Eine stille kleine Sensation findet demnächst auf dem englischen Buchmarkt statt: J. B. Priestleys neuer Roman „Salt is leaving“ wird, unter Umgehung aller ungeschriebenen verlegerischen Gesetze, direkt als Paperback herauskommen. Bisher galt immer die Geschäft und Ansehen der verschiedenen Partner wohlabwägende Regel, daß zunächst das „richtige“ Buch erschienen sein mußte und dann erst Verleger, Zweitverleger und Autor sich auch in das nicht uneinträgliche Geschäft mit der Masse einließen.
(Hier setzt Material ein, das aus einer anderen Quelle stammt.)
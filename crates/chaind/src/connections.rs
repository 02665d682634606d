//! Per-endpoint client registry.
//!
//! [ConnectionManager::initialize] dials every catalog endpoint once at startup and returns an
//! immutable [ConnectionRegistry]. An endpoint that fails to dial is logged and left out; lookups
//! for it return `None` and callers treat it as unavailable.

use crate::config::{EndpointCatalog, EndpointDescriptor, EndpointId, EnvOverrides};
use crate::multicall::MulticallClient;
use crate::rpc::{DialError, RpcClient};
use crate::transport::{BearerToken, RpcTransport};
use std::collections::HashMap;
use std::sync::Arc;
use thiserror::Error;
use tracing::{debug, error, info};

#[derive(Debug, Error)]
pub enum ConnectError {
    #[error("remote-call client: {0}")]
    Rpc(DialError),
    #[error("batched-call client: {0}")]
    Multicall(DialError),
}

/// Remote-call and batched-call clients for one endpoint. Always complete.
#[derive(Debug, Clone)]
pub struct Connection {
    pub rpc: Arc<RpcClient>,
    pub multicall: Arc<MulticallClient>,
    credential: Option<BearerToken>,
}

impl Connection {
    /// Credential the clients were dialed with (for other transports, e.g. WebSocket).
    pub fn credential(&self) -> Option<&BearerToken> {
        self.credential.as_ref()
    }
}

/// Read-only after construction.
#[derive(Debug, Default)]
pub struct ConnectionRegistry {
    connections: HashMap<EndpointId, Connection>,
}

impl ConnectionRegistry {
    pub fn get(&self, id: EndpointId) -> Option<&Connection> {
        self.connections.get(&id)
    }

    pub fn rpc(&self, id: EndpointId) -> Option<Arc<RpcClient>> {
        self.connections.get(&id).map(|c| Arc::clone(&c.rpc))
    }

    pub fn multicall(&self, id: EndpointId) -> Option<Arc<MulticallClient>> {
        self.connections.get(&id).map(|c| Arc::clone(&c.multicall))
    }

    pub fn contains(&self, id: EndpointId) -> bool {
        self.connections.contains_key(&id)
    }

    /// Connected ids, ascending.
    pub fn ids(&self) -> Vec<EndpointId> {
        let mut ids: Vec<_> = self.connections.keys().copied().collect();
        ids.sort();
        ids
    }

    pub fn len(&self) -> usize {
        self.connections.len()
    }

    pub fn is_empty(&self) -> bool {
        self.connections.is_empty()
    }
}

/// Builds clients from catalog entries plus environment overrides.
#[derive(Debug)]
pub struct ConnectionManager<'a> {
    env: &'a EnvOverrides,
    transport: Arc<dyn RpcTransport>,
}

impl<'a> ConnectionManager<'a> {
    pub fn new(env: &'a EnvOverrides, transport: Arc<dyn RpcTransport>) -> Self {
        Self { env, transport }
    }

    /// Dial every endpoint in catalog order. Never fails as a whole.
    pub fn initialize(&self, catalog: &EndpointCatalog) -> ConnectionRegistry {
        let mut connections = HashMap::with_capacity(catalog.len());
        for endpoint in catalog.endpoints() {
            info!(chain_id = %endpoint.id, "dialing RPC");
            match self.connect(endpoint) {
                Ok(connection) => {
                    connections.insert(endpoint.id, connection);
                }
                Err(e) => {
                    error!(
                        chain_id = %endpoint.id,
                        reason = %e,
                        "failed to connect to node, endpoint unavailable"
                    );
                }
            }
        }
        info!(connected = connections.len(), total = catalog.len(), "connection registry ready");
        ConnectionRegistry { connections }
    }

    fn connect(&self, endpoint: &EndpointDescriptor) -> Result<Connection, ConnectError> {
        let credential = self.env.auth_token(endpoint.id);
        let rpc_url = self.env.rpc_url(endpoint.id).unwrap_or(&endpoint.rpc_url);
        let rpc = RpcClient::dial(
            endpoint.id,
            rpc_url,
            Arc::clone(&self.transport),
            credential.clone(),
        )
        .map_err(ConnectError::Rpc)?;

        let multicall_url = self.env.multicall_url(endpoint.id).unwrap_or(rpc_url);
        let multicall_rpc = RpcClient::dial(
            endpoint.id,
            multicall_url,
            Arc::clone(&self.transport),
            credential.clone(),
        )
        .map_err(ConnectError::Multicall)?;
        debug!(
            chain_id = %endpoint.id,
            authenticated = credential.is_some(),
            multicall_override = multicall_url != rpc_url,
            "clients built"
        );

        Ok(Connection {
            rpc: Arc::new(rpc),
            multicall: Arc::new(MulticallClient::new(
                multicall_rpc,
                endpoint.multicall_address,
                endpoint.max_batch_size,
            )),
            credential,
        })
    }
}
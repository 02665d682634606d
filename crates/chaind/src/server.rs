//! HTTP surface, started only after the readiness gate opens.

use crate::blocktime::BlockTimeIndex;
use crate::config::EndpointId;
use crate::gate::ReadinessGate;
use crate::status::{StatusRegistry, UNKNOWN};
use anyhow::{Context, Result};
use axum::extract::{Path, State};
use axum::http::StatusCode;
use axum::response::IntoResponse;
use axum::routing::get;
use axum::{Json, Router};
use serde::Serialize;
use serde_json::json;
use std::collections::BTreeMap;
use std::net::SocketAddr;
use std::sync::atomic::{AtomicBool, Ordering};
use std::sync::Arc;
use tokio::net::TcpListener;
use tokio::task::JoinHandle;
use tokio_util::sync::CancellationToken;
use tracing::info;

/// State shared across handlers.
#[derive(Clone)]
pub struct AppState {
    pub statuses: Arc<StatusRegistry>,
    pub time_index: Arc<BlockTimeIndex>,
    pub gate: ReadinessGate,
}

#[derive(Debug, Serialize)]
struct StatusView {
    chain_id: u64,
    status: &'static str,
    #[serde(skip_serializing_if = "Option::is_none")]
    cause: Option<String>,
}

pub fn router(state: AppState) -> Router {
    Router::new()
        .route("/health", get(health_check))
        .route("/ready", get(ready))
        .route("/status", get(all_statuses))
        .route("/status/:id", get(endpoint_status))
        .route("/blocktime/:id/:block", get(block_time))
        .with_state(state)
}

async fn health_check() -> impl IntoResponse {
    Json(json!({
        "status": "healthy",
        "service": "chaind",
        "version": env!("CARGO_PKG_VERSION")
    }))
}

async fn ready(State(state): State<AppState>) -> impl IntoResponse {
    let open = state.gate.is_open();
    let code = if open {
        StatusCode::OK
    } else {
        StatusCode::SERVICE_UNAVAILABLE
    };
    (code, Json(json!({ "ready": open })))
}

async fn all_statuses(State(state): State<AppState>) -> impl IntoResponse {
    let map: BTreeMap<u64, &'static str> = state
        .statuses
        .snapshot()
        .into_iter()
        .map(|(id, status)| (id.0, status.as_str()))
        .collect();
    Json(map)
}

async fn endpoint_status(
    State(state): State<AppState>,
    Path(id): Path<u64>,
) -> impl IntoResponse {
    match state.statuses.get(EndpointId(id)) {
        Some(status) => (
            StatusCode::OK,
            Json(StatusView {
                chain_id: id,
                status: status.as_str(),
                cause: status.cause().map(str::to_string),
            }),
        ),
        None => (
            StatusCode::NOT_FOUND,
            Json(StatusView {
                chain_id: id,
                status: UNKNOWN,
                cause: None,
            }),
        ),
    }
}

async fn block_time(
    State(state): State<AppState>,
    Path((id, block)): Path<(u64, u64)>,
) -> impl IntoResponse {
    let endpoint = EndpointId(id);
    match state.time_index.estimate_timestamp(endpoint, block) {
        Some(timestamp) => (
            StatusCode::OK,
            Json(json!({
                "chain_id": id,
                "block": block,
                "timestamp": timestamp,
                "exact": state.time_index.timestamp(endpoint, block).is_some(),
            })),
        ),
        None => (
            StatusCode::NOT_FOUND,
            Json(json!({ "chain_id": id, "error": "no block time samples" })),
        ),
    }
}

/// Starts the serving interface once, after the gate has opened.
#[derive(Debug)]
pub struct ServingGate {
    gate: ReadinessGate,
    started: AtomicBool,
}

impl ServingGate {
    pub fn new(gate: ReadinessGate) -> Self {
        Self {
            gate,
            started: AtomicBool::new(false),
        }
    }

    /// Wait for the gate, bind `addr` and serve `router` until `shutdown` is cancelled.
    /// Only the first successful bind starts a server; a failed bind or a dropped call can be
    /// retried, and any call after a successful start fails.
    pub async fn serve(
        &self,
        addr: SocketAddr,
        router: Router,
        shutdown: CancellationToken,
    ) -> Result<ServerHandle> {
        if self.started.load(Ordering::SeqCst) {
            anyhow::bail!("serving interface already started");
        }
        self.gate.wait().await;

        let listener = TcpListener::bind(addr)
            .await
            .with_context(|| format!("bind {addr}"))?;
        if self.started.swap(true, Ordering::SeqCst) {
            anyhow::bail!("serving interface already started");
        }
        let local_addr = listener.local_addr().context("listener address")?;
        info!(addr = %local_addr, "starting HTTP server");

        let task = tokio::spawn(async move {
            axum::serve(listener, router)
                .with_graceful_shutdown(async move { shutdown.cancelled().await })
                .await
        });
        Ok(ServerHandle { local_addr, task })
    }
}

#[derive(Debug)]
pub struct ServerHandle {
    local_addr: SocketAddr,
    task: JoinHandle<std::io::Result<()>>,
}

impl ServerHandle {
    pub fn local_addr(&self) -> SocketAddr {
        self.local_addr
    }

    /// Wait for the server to exit after shutdown.
    pub async fn join(self) -> Result<()> {
        self.task
            .await
            .context("server task aborted")?
            .context("server error")
    }
}
//! Per-message state shared by all observers of one delivery.
//!
//! An [`EventContext`] wraps the inbound message and carries the reply and
//! failure markers observers set while dispatch is in progress. It is owned by
//! a single dispatch and handed to observers one at a time.

use std::sync::Arc;

use tracing::warn;
use vessel_core::{AsyncHandle, WorkerExecutor};

use crate::bus::EventBus;
use crate::error::BusFailure;
use crate::message::{Body, DeliveryOptions, Headers, Message};

/// Failure marker set by an observer.
#[derive(Debug, Clone, PartialEq, Eq)]
pub struct Failure {
    pub code: i32,
    pub message: String,
}

/// Message payload plus mutable dispatch state.
pub struct EventContext {
    address: String,
    headers: Headers,
    body: Body,
    reply_address: Option<String>,
    reply: Option<Body>,
    failure: Option<Failure>,
    warned_unreplyable: bool,
    delivery: DeliveryOptions,
    bus: Arc<dyn EventBus>,
    executor: WorkerExecutor,
}

impl EventContext {
    /// Creates a context whose outbound messages use the default
    /// [`DeliveryOptions`].
    pub fn new(message: Message, bus: Arc<dyn EventBus>, executor: WorkerExecutor) -> Self {
        let (address, headers, body, reply_address) = message.into_parts();
        Self {
            address,
            headers,
            body,
            reply_address,
            reply: None,
            failure: None,
            warned_unreplyable: false,
            delivery: DeliveryOptions::default(),
            bus,
            executor,
        }
    }

    /// Sets the options [`message_to`](Self::message_to) starts from.
    pub fn with_delivery_options(mut self, options: DeliveryOptions) -> Self {
        self.delivery = options;
        self
    }

    pub fn address(&self) -> &str {
        &self.address
    }

    pub fn headers(&self) -> &Headers {
        &self.headers
    }

    pub fn body(&self) -> &Body {
        &self.body
    }

    pub fn reply_address(&self) -> Option<&str> {
        self.reply_address.as_deref()
    }

    /// Returns `true` once a reply was set on a message nobody can answer.
    ///
    /// The warning for that case is logged only on the first such reply.
    pub fn unreplyable_warned(&self) -> bool {
        self.warned_unreplyable
    }

    /// Sets the reply payload.
    ///
    /// The last call wins; an overwrite is logged. Returns `false` if a reply
    /// was already set.
    pub fn set_reply(&mut self, reply: impl Into<Body>) -> bool {
        if self.reply_address.is_none() && !self.warned_unreplyable {
            self.warned_unreplyable = true;
            warn!(
                address = %self.address,
                "Message was sent without a reply address, the reply will be ignored"
            );
        }
        let replaced = self.reply.replace(reply.into());
        if replaced.is_some() {
            warn!(address = %self.address, "Reply already set, overwriting previous reply");
        }
        replaced.is_none()
    }

    /// Returns the current reply payload.
    pub fn reply(&self) -> Option<&Body> {
        self.reply.as_ref()
    }

    pub fn is_replied(&self) -> bool {
        self.reply.is_some()
    }

    /// Marks the message as failed. A later call overwrites the marker.
    pub fn set_failure(&mut self, code: i32, message: impl Into<String>) {
        self.failure = Some(Failure {
            code,
            message: message.into(),
        });
    }

    pub fn is_failure(&self) -> bool {
        self.failure.is_some()
    }

    pub fn failure_code(&self) -> Option<i32> {
        self.failure.as_ref().map(|f| f.code)
    }

    pub fn failure_message(&self) -> Option<&str> {
        self.failure.as_ref().map(|f| f.message.as_str())
    }

    pub(crate) fn take_outcome(&mut self) -> (Option<Body>, Option<Failure>) {
        (self.reply.take(), self.failure.take())
    }

    /// Starts an outbound message to `address` on the same bus.
    pub fn message_to(&self, address: impl Into<String>) -> OutboundMessage {
        OutboundMessage {
            address: address.into(),
            options: self.delivery.clone(),
            bus: Arc::clone(&self.bus),
            executor: self.executor.clone(),
        }
    }
}

impl std::fmt::Debug for EventContext {
    fn fmt(&self, f: &mut std::fmt::Formatter<'_>) -> std::fmt::Result {
        f.debug_struct("EventContext")
            .field("address", &self.address)
            .field("reply_address", &self.reply_address)
            .field("replied", &self.reply.is_some())
            .field("failure", &self.failure)
            .finish_non_exhaustive()
    }
}

// =============================================================================
// OutboundMessage
// =============================================================================

/// Fluent builder for messages sent from inside an observer.
pub struct OutboundMessage {
    address: String,
    options: DeliveryOptions,
    bus: Arc<dyn EventBus>,
    executor: WorkerExecutor,
}

impl OutboundMessage {
    pub fn delivery_options(mut self, options: DeliveryOptions) -> Self {
        self.options = options;
        self
    }

    pub fn header(mut self, name: impl Into<String>, value: impl Into<String>) -> Self {
        self.options.headers.add(name, value);
        self
    }

    /// Point-to-point send without a reply.
    pub fn send(&self, body: impl Into<Body>) {
        self.bus.send(&self.address, body.into(), self.options.clone());
    }

    /// Point-to-point send; `on_reply` runs on the event loop once the reply
    /// or failure arrives.
    pub fn send_with_reply<F>(&self, body: impl Into<Body>, on_reply: F)
    where
        F: FnOnce(Result<Message, BusFailure>) + Send + 'static,
    {
        let bus = Arc::clone(&self.bus);
        let address = self.address.clone();
        let options = self.options.clone();
        let body = body.into();
        self.executor.handle().spawn(async move {
            on_reply(bus.request(&address, body, options).await);
        });
    }

    /// Point-to-point send exposing the reply as a handle.
    pub fn request(&self, body: impl Into<Body>) -> AsyncHandle<Message> {
        let bus = Arc::clone(&self.bus);
        let address = self.address.clone();
        let options = self.options.clone();
        let body = body.into();
        self.executor.run_async(async move {
            bus.request(&address, body, options).await.map_err(Into::into)
        })
    }

    /// Broadcast to every consumer of the address.
    pub fn publish(&self, body: impl Into<Body>) {
        self.bus.publish(&self.address, body.into(), self.options.clone());
    }
}
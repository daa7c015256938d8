//! Configuration schema definitions.

use std::collections::HashMap;
use std::fmt;
use std::path::PathBuf;
use std::time::Duration;

use serde::{Deserialize, Serialize};
use vessel_bus::DeliveryOptions;
use vessel_core::ExecutorConfig;

/// Root configuration structure.
#[derive(Debug, Clone, Serialize, Deserialize, Default)]
pub struct VesselConfig {
    /// Logging settings.
    #[serde(default)]
    pub logging: LoggingConfig,

    /// Event loop and worker pool settings.
    #[serde(default)]
    pub executor: ExecutorSettings,

    /// Startup behaviour.
    #[serde(default)]
    pub bootstrap: BootstrapConfig,

    /// Message bus defaults.
    #[serde(default)]
    pub bus: BusConfig,
}

// =============================================================================
// Logging
// =============================================================================

/// Log verbosity.
#[derive(Debug, Clone, Copy, PartialEq, Eq, Default, Serialize, Deserialize)]
#[serde(rename_all = "lowercase")]
pub enum LogLevel {
    Trace,
    Debug,
    #[default]
    Info,
    Warn,
    Error,
}

impl LogLevel {
    pub fn as_str(&self) -> &'static str {
        match self {
            Self::Trace => "trace",
            Self::Debug => "debug",
            Self::Info => "info",
            Self::Warn => "warn",
            Self::Error => "error",
        }
    }

    pub fn to_tracing_level(self) -> tracing::Level {
        match self {
            Self::Trace => tracing::Level::TRACE,
            Self::Debug => tracing::Level::DEBUG,
            Self::Info => tracing::Level::INFO,
            Self::Warn => tracing::Level::WARN,
            Self::Error => tracing::Level::ERROR,
        }
    }
}

impl fmt::Display for LogLevel {
    fn fmt(&self, f: &mut fmt::Formatter<'_>) -> fmt::Result {
        f.write_str(self.as_str())
    }
}

/// Log line layout.
#[derive(Debug, Clone, Copy, PartialEq, Eq, Default, Serialize, Deserialize)]
#[serde(rename_all = "lowercase")]
pub enum LogFormat {
    #[default]
    Compact,
    Full,
    Pretty,
    #[cfg(feature = "json-log")]
    Json,
}

/// Log destination.
#[derive(Debug, Clone, Copy, PartialEq, Eq, Default, Serialize, Deserialize)]
#[serde(rename_all = "lowercase")]
pub enum LogOutput {
    #[default]
    Stdout,
    Stderr,
    File,
}

/// How often file output starts a new file.
#[derive(Debug, Clone, Copy, PartialEq, Eq, Default, Serialize, Deserialize)]
#[serde(rename_all = "lowercase")]
pub enum LogRotation {
    #[default]
    Never,
    Hourly,
    Daily,
}

/// Which span lifecycle events are logged.
#[derive(Debug, Clone, Copy, Default, Serialize, Deserialize)]
#[serde(default)]
pub struct SpanEventConfig {
    pub new: bool,
    pub enter: bool,
    pub exit: bool,
    pub close: bool,
}

/// Logging configuration.
#[derive(Debug, Clone, Serialize, Deserialize)]
#[serde(default)]
pub struct LoggingConfig {
    /// Global level; overridden by `RUST_LOG` when set.
    pub level: LogLevel,
    pub format: LogFormat,
    pub output: LogOutput,
    pub span_events: SpanEventConfig,
    /// Include thread ids and names.
    pub thread_ids: bool,
    /// Include file and line of the call site.
    pub file_location: bool,
    /// Target file when `output = "file"`.
    pub file_path: Option<PathBuf>,
    pub rotation: LogRotation,
    /// Per-module levels, e.g. `vessel_bus = "debug"`.
    pub filters: HashMap<String, LogLevel>,
}

impl Default for LoggingConfig {
    fn default() -> Self {
        Self {
            level: LogLevel::Info,
            format: LogFormat::Compact,
            output: LogOutput::Stdout,
            span_events: SpanEventConfig::default(),
            thread_ids: false,
            file_location: false,
            file_path: None,
            rotation: LogRotation::Never,
            filters: HashMap::new(),
        }
    }
}

// =============================================================================
// Executor
// =============================================================================

/// Event loop and worker pool configuration.
#[derive(Debug, Clone, Serialize, Deserialize)]
pub struct ExecutorSettings {
    /// Maximum number of blocking worker threads.
    #[serde(default = "default_worker_pool_size")]
    pub worker_pool_size: usize,

    /// Name of the event-loop thread.
    #[serde(default = "default_event_loop_thread_name")]
    pub event_loop_thread_name: String,
}

impl Default for ExecutorSettings {
    fn default() -> Self {
        Self {
            worker_pool_size: default_worker_pool_size(),
            event_loop_thread_name: default_event_loop_thread_name(),
        }
    }
}

impl ExecutorSettings {
    pub fn to_executor_config(&self) -> ExecutorConfig {
        ExecutorConfig {
            worker_pool_size: self.worker_pool_size,
            thread_name: self.event_loop_thread_name.clone(),
        }
    }
}

fn default_worker_pool_size() -> usize {
    20
}

fn default_event_loop_thread_name() -> String {
    "vessel-event-loop".to_string()
}

// =============================================================================
// Bootstrap
// =============================================================================

/// Startup configuration.
#[derive(Debug, Clone, Serialize, Deserialize)]
pub struct BootstrapConfig {
    /// Maximum time to wait for all message consumers to register.
    #[serde(default = "default_registration_timeout_ms")]
    pub registration_timeout_ms: u64,

    /// Collect producers and observers from link-time registration hooks.
    #[serde(default = "default_scan")]
    pub scan: bool,
}

impl Default for BootstrapConfig {
    fn default() -> Self {
        Self {
            registration_timeout_ms: default_registration_timeout_ms(),
            scan: default_scan(),
        }
    }
}

impl BootstrapConfig {
    pub fn registration_timeout(&self) -> Duration {
        Duration::from_millis(self.registration_timeout_ms)
    }
}

fn default_registration_timeout_ms() -> u64 {
    10_000
}

fn default_scan() -> bool {
    true
}

// =============================================================================
// Bus
// =============================================================================

/// Message bus defaults.
#[derive(Debug, Clone, Serialize, Deserialize)]
pub struct BusConfig {
    /// Reply timeout applied to proxies created by the runtime.
    #[serde(default = "default_timeout_ms")]
    pub default_timeout_ms: u64,
}

impl Default for BusConfig {
    fn default() -> Self {
        Self {
            default_timeout_ms: default_timeout_ms(),
        }
    }
}

impl BusConfig {
    pub fn delivery_options(&self) -> DeliveryOptions {
        DeliveryOptions::default().with_timeout(Duration::from_millis(self.default_timeout_ms))
    }
}

fn default_timeout_ms() -> u64 {
    30_000
}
Priestley selber allerdings hat für diese auf den Kopf gestellte Reihenfolge eine sehr menschliche Erklärung parat. „Es ist nur eine Frage der Einteilung“, sagte er. „Ich bin fast 72, aber immer noch sehr produktiv. Nächstes Jahr werde ich schon wieder andere Bücher fertig haben, und so wollte ich dieses Buch schnell veröffentlicht und den Fall erledigt sehen.“ Einem solchen Alterssegen ist allerdings ein Verleger allein kaum gewachsen.

Andersen-Medaille 1966

In Zürich verlieh die Jury des „Internationalen Kuratoriums für das Jugendbuch“ die höchste internationale Auszeichnung für jugendliterarisches Schaffen an die finnische Malerin und Autorin Tove Jansson. Der Preiszuspruch erfolgte gegen erhebliche Konkurrenz: Als Favoriten galten Brian Wildsmith (Großbritannien), Rainer Zimnik (Deutschland) und Jiří Trnka (Tschechoslowakei). Tove Jansson wurde am 9. 8. 1914 in Helsingfors geboren. Ihre künstlerische Ausbildung erhielt sie an den Kunstgewerbeschulen in Helsingfors, Stockholm und auf Studienreisen in Deutschland, Frankreich und Italien. Internationale Anerkennung fand sie mit ihren Phantasiegestalten, die sich um eine Hauptfigur „Mumin“ gruppieren, einen rundlichen, sympathischen Troll. Tove Jansson hat in Deutschland bisher aus mancherlei Gründen eine Randstellung eingenommen. Ihre sehr kindgemäßen Geschichten sind zwar voller Einfallsreichtums doch haben sie nicht die klassische Höhe verwandter Erzählungen von Milne („Winnie the Poh“) oder Grahams („The Wind in the Willows“) erreicht. Der künstlerischen Anerkennung stand zudem im Wege, daß viele ihrer Geschichten in Tageszeitungen als „Comic Strips“ erschienen. Im Benziger Verlag (Zürich) erschienen von Tove Jansson: „Komet im Mumintal“, „Muminvaters wildbewegte Jugend“ und, in diesen Tagen, „Geschichten aus den Mumintal“.

Rekordmesse

Der Welt größte Buchausstellung, die Frankfurter Buchmesse, wird sich, wie üblich, auch in diesem Jahr wieder selbst überbieten: 2499 Aussteller aus 39 Ländern werden vom 22. bis 27. September etwa 180 000 Titel ausstellen; im vorigen Jahr waren es 2383 Aussteller aus 38 Ländern mit rund 150 000 Titeln. Nicht beteiligen sich Rotchina, Albanien, Nordkorea, Bulgarien und die beiden Vietnams. Dagegen werden 43 DDR-Verlage erwartet, sechs mehr als im Vorjahr. Stolz steigen die Zahlen – und im gleichen Maße sinken die Chancen, daß von den Gegenständen der Aufregung, den Büchern, überhaupt noch Notiz genommen wird.